En su habitación, la cual daba exclusivamente al escritorio, se escuchó que golpeaban a la puerta. La mujer dio el permiso de entrada casi en un murmullo. Cómo haría quien estuviera del otro lado de la puerta para escuchar el permiso de la mujer, nadie lo sabría. La separaban de la puerta unos cuantos metros. Seguramente más de seis. Pero sorprendentemente, un hombre de unos 27 o 30 años abrió la pesada puerta de dos hojas con mucho sigilo, como temiendo interrumpir. El hombre observó hacia el interior de la habitación que se hallaba en completa oscuridad y la mortecina luz del candelabro, que provenía del escritorio lo condujo entre los muebles sorteando obstáculos, a los cuales todavía no estaba del todo habituado.
El hombre, bien parecido aunque de origen humilde, se deslizó hasta llegar a la entrada del escritorio, donde encontró a la imponente mujer de espaldas a él. Rasmus no había escuchado el permiso para pasar de su ama, pero la conocía por demás y estaba acostumbrado a que ella le hiciera ese tipo de cosas para encontrar un motivo de repudiarle. Deseaba ser como Ivens, y también así lograr el reconocimiento que la hermana -la Señora de Valach –sentía por él. Rasmus tenía un gran complejo de inferioridad, acentuado por el trato de su ama y por culpa de éste es que deseaba siempre superarse tratando de realizar lo mejor posible los encargues de su ama. Aunque no siempre era posible. Pero también tenía ciertos rasgos masoquistas que lo llevaban a la total sumisión y aceptación de los castigos como medio de redimir sus culpas.
Rasmus se quedó junto a la puerta del escritorio, que permanecía abierta y desde allí y con voz temerosa habló.

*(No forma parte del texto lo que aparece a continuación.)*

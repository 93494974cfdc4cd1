mod config_ort;
mod filesystem_access;
mod measure_config;
mod time_calc;

pub use config_ort::ConfigOrt;
pub use measure_config::*;

pub use crate::detection_runners::ort_detector::input_wrapper::{X, Xs};
pub use crate::detection_runners::ort_detector::y::Y;

pub use filesystem_access::FsAccess;
pub use time_calc::TimeCalc;
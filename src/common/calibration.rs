use std::num::NonZeroU32;
use serde::{Deserialize, Serialize};

/// One-point calibration: the pixel width of the reference object and the physical width it is
/// assumed to have.
///
/// The reference is either unset, or a positive pixel width captured once and held until
/// [`CalibrationState::reset`]. Every reset starts a new calibration epoch.
#[derive(Debug, Clone, Copy, PartialEq, Serialize, Deserialize)]
pub struct CalibrationState {
    reference_pixel_width: Option<NonZeroU32>,
    reference_physical_width: f64,
    epoch: u64,
}

impl CalibrationState {
    pub fn new(reference_physical_width: f64) -> Self {
        Self {
            reference_pixel_width: None,
            reference_physical_width,
            epoch: 0,
        }
    }

    pub fn is_set(&self) -> bool {
        self.reference_pixel_width.is_some()
    }

    pub fn reference_pixel_width(&self) -> Option<u32> {
        self.reference_pixel_width.map(NonZeroU32::get)
    }

    pub fn reference_physical_width(&self) -> f64 {
        self.reference_physical_width
    }

    pub fn epoch(&self) -> u64 {
        self.epoch
    }

    /// Captures `width_px` as the reference if none is held yet.
    ///
    /// Returns `true` when the width was captured. A held reference is never overwritten, and a
    /// zero width is never captured.
    pub fn capture(&mut self, width_px: u32) -> bool {
        if self.reference_pixel_width.is_some() {
            return false;
        }

        match NonZeroU32::new(width_px) {
            Some(width) => {
                self.reference_pixel_width = Some(width);
                log::debug!("Calibration epoch {}: reference captured at {}px", self.epoch, width);
                true
            }
            None => false,
        }
    }

    /// Clears the reference. Resetting an unset calibration leaves it unset.
    pub fn reset(&mut self) {
        self.reference_pixel_width = None;
        self.epoch += 1;
    }

    /// Physical units per pixel, if a reference is held.
    pub fn scale(&self) -> Option<f64> {
        self.reference_pixel_width
            .map(|px| self.reference_physical_width / px.get() as f64)
    }

    /// Converts a pixel extent into physical units as `(width, height)`.
    pub fn measure(&self, width_px: u32, height_px: u32) -> Option<(f64, f64)> {
        let reference = self.reference_pixel_width?.get() as f64;
        Some((
            width_px as f64 * self.reference_physical_width / reference,
            height_px as f64 * self.reference_physical_width / reference,
        ))
    }
}
mod ort_engine;
mod ort_inference;
pub mod image_ops;
pub mod input_wrapper;
pub mod y;
pub mod nms;

pub use ort_engine::*;
pub use ort_inference::*;
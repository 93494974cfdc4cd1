use image::{DynamicImage, RgbImage};

/// A single captured frame. Frames are always held as 8-bit RGB.
#[derive(Debug, Clone, Default)]
pub struct BvrImage {
    pub image: RgbImage,
    pub frame_index: u64,
}

impl std::ops::Deref for BvrImage {
    type Target = RgbImage;

    fn deref(&self) -> &Self::Target {
        &self.image
    }
}

impl std::ops::DerefMut for BvrImage {
    fn deref_mut(&mut self) -> &mut Self::Target {
        &mut self.image
    }
}

impl From<DynamicImage> for BvrImage {
    fn from(image: DynamicImage) -> Self {
        Self {
            image: image.to_rgb8(),
            ..Default::default()
        }
    }
}

impl BvrImage {
    pub fn new(image: RgbImage, frame_index: u64) -> Self {
        Self {
            image,
            frame_index,
        }
    }

    pub fn with_frame_index(mut self, frame_index: u64) -> Self {
        self.frame_index = frame_index;
        self
    }

    /// Flips the frame left to right, so a live camera preview behaves like a mirror.
    pub fn mirror_horizontal(&mut self) {
        image::imageops::flip_horizontal_in_place(&mut self.image);
    }

    pub fn dimensions(&self) -> (u32, u32) {
        self.image.dimensions()
    }
}
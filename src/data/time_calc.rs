use std::time::Duration;

/// Running totals for a repeated, timed step.
#[derive(Debug, Default, Clone)]
pub struct TimeCalc {
    n: usize,
    total: Duration,
    last: Duration,
}

impl TimeCalc {
    pub fn total(&self) -> Duration {
        self.total
    }

    pub fn n(&self) -> usize {
        self.n
    }

    pub fn last(&self) -> Duration {
        self.last
    }

    pub fn avg(&self) -> Duration {
        if self.n == 0 {
            return Duration::ZERO;
        }
        self.total / self.n as u32
    }

    pub fn push(&mut self, x: Duration) {
        self.total += x;
        self.last = x;
        self.n += 1;
    }

    pub fn clear(&mut self) {
        *self = Self::default();
    }
}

-Señora mía, ha fallecido. –Dijo mientras se restregaba las manos. Tania se dio vuelta lentamente.
-Ha fallecido. Já, qué término más absurdo. ¿Cuando muere una cucaracha también dices “ha fallecido”? Los seres, fueran lo que sean, sólo mueren. –Dijo a modo de explicación escueta. -¿Lo has sacado de la celda? –Rasmus asintió.
-Está sobre la mesa de trabajo. Ahí lo deposité tal cual lo pidiera usted. –Dijo siempre sin mirarla directo a los ojos.
-Bien. Avísale a mi hermano. Dile que necesito de su supervisión. Que vaya a la sala de experimentos. Allí le espero.
Inmediatamente pasó delante del ghoul como una brisa helada y se dirigió a su biblioteca, de donde tomó un gran libro lleno de anotaciones propias, un recipiente con tinta y una pluma. Luego bajó hasta el subsuelo.
Rasmus, el ghoul, se paró frente a la puerta del laboratorio de Ivens, en el ala norte de la fortaleza. Le daba cierto nerviosismo el traspasar los límites a los que estaba confinado. Tenía prohibida la entrada a ese ala, salvo que el motivo fuera justificable. Éste era el caso, pues llevaba un mensaje de la Señora de Valach. Pero igual sentía los cabellos de su nuca crispados por el miedo. Tocó a la puerta con mucho más temor de lo que lo hiciera en la puerta de su ama hacía sólo unos minutos. Dentro se escuchó la voz del señor de Valach. Rasmus penetró en el laboratorio, tratando de llevar su vista gacha.
-Señor, disculpad mi inoportuna intromisión. Vuestra hermana le pide encarecidamente la acompañe a la sala del subsuelo, pues le necesita para asistirla. Se dispone a trabajar.
No podía ni siquiera tragar la saliva que en su boca se juntaba. La misma devoción que le tenía a Ivens hacía que le temiera casi más que a Tania.